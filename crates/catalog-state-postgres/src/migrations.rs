use catalog_core::CoreError;
use tracing::info;

use crate::PostgresConnection;

/// SQL migrations for the PostgreSQL product store
///
/// Each batch is idempotent (`IF NOT EXISTS`), so the whole list is applied
/// on every startup.
pub fn generate_migrations() -> Vec<(&'static str, &'static str)> {
    vec![(
        "20250301000000_initial_schema",
        r#"
        -- Create products table
        CREATE TABLE IF NOT EXISTS products (
            id BIGSERIAL PRIMARY KEY,
            name TEXT NOT NULL,
            description TEXT NOT NULL,
            price DOUBLE PRECISION NOT NULL,
            quantity BIGINT NOT NULL
        );
        "#,
    )]
}

/// Apply all migrations against the given connection
pub async fn run(conn: &PostgresConnection) -> Result<(), CoreError> {
    info!("Running database migrations");

    for (name, sql) in generate_migrations() {
        sqlx::raw_sql(sql)
            .execute(conn.pool())
            .await
            .map_err(|e| {
                CoreError::StateStoreError(format!("Failed to run migration {}: {}", name, e))
            })?;
    }

    info!("Migrations completed successfully");
    Ok(())
}
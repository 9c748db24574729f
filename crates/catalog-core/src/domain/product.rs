use crate::CoreError;
use serde::{Deserialize, Serialize};
use std::fmt;

/// Unique identifier for a product, assigned by the store on insert
#[derive(Debug, Clone, Copy, PartialEq, Eq, Hash, PartialOrd, Ord, Serialize, Deserialize)]
pub struct ProductId(pub i64);

impl fmt::Display for ProductId {
    fn fmt(&self, f: &mut fmt::Formatter<'_>) -> fmt::Result {
        write!(f, "{}", self.0)
    }
}

/// Aggregate: a catalog product
///
/// The id is immutable for the lifetime of the record; the four business
/// fields are replaced as a unit on update, never merged field-by-field.
#[derive(Debug, Clone, PartialEq, Serialize, Deserialize)]
pub struct Product {
    /// Unique identifier
    pub id: ProductId,

    /// Display name
    pub name: String,

    /// Free-form description
    pub description: String,

    /// Unit price
    pub price: f64,

    /// Units in stock
    pub quantity: i64,
}

/// Unvalidated product fields, as submitted by a client
///
/// Every field is optional so that an absent field is distinguishable from
/// any legal value; `0` is a legal price and quantity.
#[derive(Debug, Clone, Default, PartialEq, Serialize, Deserialize)]
pub struct ProductFields {
    pub name: Option<String>,
    pub description: Option<String>,
    pub price: Option<f64>,
    pub quantity: Option<i64>,
}

/// Validated product fields, ready for the store
#[derive(Debug, Clone, PartialEq)]
pub struct ProductInput {
    pub name: String,
    pub description: String,
    pub price: f64,
    pub quantity: i64,
}

impl ProductFields {
    /// Build a draft from an existing record, for editing
    pub fn from_product(product: &Product) -> Self {
        Self {
            name: Some(product.name.clone()),
            description: Some(product.description.clone()),
            price: Some(product.price),
            quantity: Some(product.quantity),
        }
    }

    /// True when no field has been filled in yet
    pub fn is_empty(&self) -> bool {
        self.name.is_none()
            && self.description.is_none()
            && self.price.is_none()
            && self.quantity.is_none()
    }

    /// Validate that all four fields are present and legal
    ///
    /// Checked before any store access, so a validation failure always
    /// precedes a not-found or store outcome.
    pub fn validate(&self) -> Result<ProductInput, CoreError> {
        let name = required_text(&self.name, "name")?;
        let description = required_text(&self.description, "description")?;

        let price = self
            .price
            .ok_or_else(|| CoreError::Validation("price is required".to_string()))?;
        if price < 0.0 {
            return Err(CoreError::Validation(
                "price must not be negative".to_string(),
            ));
        }

        let quantity = self
            .quantity
            .ok_or_else(|| CoreError::Validation("quantity is required".to_string()))?;
        if quantity < 0 {
            return Err(CoreError::Validation(
                "quantity must not be negative".to_string(),
            ));
        }

        Ok(ProductInput {
            name,
            description,
            price,
            quantity,
        })
    }
}

fn required_text(value: &Option<String>, field: &str) -> Result<String, CoreError> {
    match value {
        Some(text) if !text.trim().is_empty() => Ok(text.clone()),
        _ => Err(CoreError::Validation(format!("{} is required", field))),
    }
}

impl Product {
    /// Reassemble a record from an id and validated fields
    pub fn from_input(id: ProductId, input: &ProductInput) -> Self {
        Self {
            id,
            name: input.name.clone(),
            description: input.description.clone(),
            price: input.price,
            quantity: input.quantity,
        }
    }
}

#[cfg(test)]
mod tests {
    use super::*;

    fn full_fields() -> ProductFields {
        ProductFields {
            name: Some("Pen".to_string()),
            description: Some("Blue pen".to_string()),
            price: Some(1.5),
            quantity: Some(100),
        }
    }

    #[test]
    fn valid_fields_pass() {
        let input = full_fields().validate().unwrap();
        assert_eq!(input.name, "Pen");
        assert_eq!(input.description, "Blue pen");
        assert_eq!(input.price, 1.5);
        assert_eq!(input.quantity, 100);
    }

    #[test]
    fn zero_price_and_quantity_pass() {
        let mut fields = full_fields();
        fields.price = Some(0.0);
        fields.quantity = Some(0);
        let input = fields.validate().unwrap();
        assert_eq!(input.price, 0.0);
        assert_eq!(input.quantity, 0);
    }

    fn assert_required(fields: ProductFields, field: &str) {
        assert_eq!(
            fields.validate().unwrap_err(),
            CoreError::Validation(format!("{} is required", field))
        );
    }

    #[test]
    fn each_missing_field_is_rejected_by_name() {
        let mut fields = full_fields();
        fields.name = None;
        assert_required(fields, "name");

        let mut fields = full_fields();
        fields.description = None;
        assert_required(fields, "description");

        let mut fields = full_fields();
        fields.price = None;
        assert_required(fields, "price");

        let mut fields = full_fields();
        fields.quantity = None;
        assert_required(fields, "quantity");
    }

    #[test]
    fn empty_and_blank_strings_are_rejected() {
        let mut fields = full_fields();
        fields.name = Some(String::new());
        assert!(matches!(fields.validate(), Err(CoreError::Validation(_))));

        let mut fields = full_fields();
        fields.description = Some("   ".to_string());
        assert!(matches!(fields.validate(), Err(CoreError::Validation(_))));
    }

    #[test]
    fn negative_numbers_are_rejected() {
        let mut fields = full_fields();
        fields.price = Some(-0.01);
        assert_eq!(
            fields.validate().unwrap_err(),
            CoreError::Validation("price must not be negative".to_string())
        );

        let mut fields = full_fields();
        fields.quantity = Some(-1);
        assert_eq!(
            fields.validate().unwrap_err(),
            CoreError::Validation("quantity must not be negative".to_string())
        );
    }

    #[test]
    fn product_json_shape_is_flat() {
        let product = Product {
            id: ProductId(7),
            name: "Pen".to_string(),
            description: "Blue pen".to_string(),
            price: 1.5,
            quantity: 100,
        };
        let json = serde_json::to_value(&product).unwrap();
        assert_eq!(
            json,
            serde_json::json!({
                "id": 7,
                "name": "Pen",
                "description": "Blue pen",
                "price": 1.5,
                "quantity": 100
            })
        );
    }

    #[test]
    fn absent_fields_deserialize_as_none() {
        let fields: ProductFields = serde_json::from_str(r#"{"name":"Pen"}"#).unwrap();
        assert_eq!(fields.name.as_deref(), Some("Pen"));
        assert!(fields.description.is_none());
        assert!(fields.price.is_none());
        assert!(fields.quantity.is_none());
    }
}
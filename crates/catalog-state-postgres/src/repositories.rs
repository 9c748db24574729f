use async_trait::async_trait;
use sqlx::postgres::PgRow;
use sqlx::Row;
use tracing::debug;

use catalog_core::{CoreError, Product, ProductId, ProductInput, ProductRepository};

use crate::PostgresConnection;

/// Postgres implementation of the ProductRepository
#[derive(Clone)]
pub struct PostgresProductRepository {
    conn: PostgresConnection,
}

impl PostgresProductRepository {
    /// Create a new Postgres product repository
    pub fn new(conn: PostgresConnection) -> Self {
        Self { conn }
    }
}

fn product_from_row(row: &PgRow) -> Result<Product, CoreError> {
    let id: i64 = row
        .try_get("id")
        .map_err(|e| CoreError::StateStoreError(format!("Error reading id column: {}", e)))?;
    let name: String = row
        .try_get("name")
        .map_err(|e| CoreError::StateStoreError(format!("Error reading name column: {}", e)))?;
    let description: String = row.try_get("description").map_err(|e| {
        CoreError::StateStoreError(format!("Error reading description column: {}", e))
    })?;
    let price: f64 = row
        .try_get("price")
        .map_err(|e| CoreError::StateStoreError(format!("Error reading price column: {}", e)))?;
    let quantity: i64 = row
        .try_get("quantity")
        .map_err(|e| CoreError::StateStoreError(format!("Error reading quantity column: {}", e)))?;

    Ok(Product {
        id: ProductId(id),
        name,
        description,
        price,
        quantity,
    })
}

#[async_trait]
impl ProductRepository for PostgresProductRepository {
    async fn find_all(&self) -> Result<Vec<Product>, CoreError> {
        let query = "
            SELECT id, name, description, price, quantity
            FROM products
            ORDER BY id
        ";

        let rows = sqlx::query(query)
            .fetch_all(self.conn.pool())
            .await
            .map_err(|e| CoreError::StateStoreError(format!("Failed to list products: {}", e)))?;

        rows.iter().map(product_from_row).collect()
    }

    async fn find_by_id(&self, id: &ProductId) -> Result<Option<Product>, CoreError> {
        let query = "
            SELECT id, name, description, price, quantity
            FROM products
            WHERE id = $1
        ";

        let row = sqlx::query(query)
            .bind(id.0)
            .fetch_optional(self.conn.pool())
            .await
            .map_err(|e| CoreError::StateStoreError(format!("Failed to fetch product: {}", e)))?;

        row.as_ref().map(product_from_row).transpose()
    }

    async fn insert(&self, input: &ProductInput) -> Result<Product, CoreError> {
        let query = "
            INSERT INTO products (name, description, price, quantity)
            VALUES ($1, $2, $3, $4)
            RETURNING id, name, description, price, quantity
        ";

        let row = sqlx::query(query)
            .bind(&input.name)
            .bind(&input.description)
            .bind(input.price)
            .bind(input.quantity)
            .fetch_one(self.conn.pool())
            .await
            .map_err(|e| CoreError::StateStoreError(format!("Failed to insert product: {}", e)))?;

        let product = product_from_row(&row)?;
        debug!(id = %product.id, "Inserted product");
        Ok(product)
    }

    async fn update(
        &self,
        id: &ProductId,
        input: &ProductInput,
    ) -> Result<Option<Product>, CoreError> {
        let query = "
            UPDATE products
            SET name = $1, description = $2, price = $3, quantity = $4
            WHERE id = $5
            RETURNING id, name, description, price, quantity
        ";

        let row = sqlx::query(query)
            .bind(&input.name)
            .bind(&input.description)
            .bind(input.price)
            .bind(input.quantity)
            .bind(id.0)
            .fetch_optional(self.conn.pool())
            .await
            .map_err(|e| CoreError::StateStoreError(format!("Failed to update product: {}", e)))?;

        match row {
            Some(row) => {
                let product = product_from_row(&row)?;
                debug!(%id, "Updated product");
                Ok(Some(product))
            }
            None => Ok(None),
        }
    }

    async fn delete(&self, id: &ProductId) -> Result<bool, CoreError> {
        let query = "
            DELETE FROM products
            WHERE id = $1
        ";

        let result = sqlx::query(query)
            .bind(id.0)
            .execute(self.conn.pool())
            .await
            .map_err(|e| CoreError::StateStoreError(format!("Failed to delete product: {}", e)))?;

        let removed = result.rows_affected() > 0;
        if removed {
            debug!(%id, "Deleted product");
        }
        Ok(removed)
    }
}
:::::
> INSTRUCTIONS TO FOLLOW
From the top of the listing above, restate each line word for word up to and including the line with "on every startup."; add nothing else.

> SOLUTION
filename crates/catalog-state-postgres/src/migrations.rs
use catalog_core::CoreError;
use tracing::info;

use crate::PostgresConnection;

/// SQL migrations for the PostgreSQL product store
///
/// Each batch is idempotent (`IF NOT EXISTS`), so the whole list is applied
/// on every startup.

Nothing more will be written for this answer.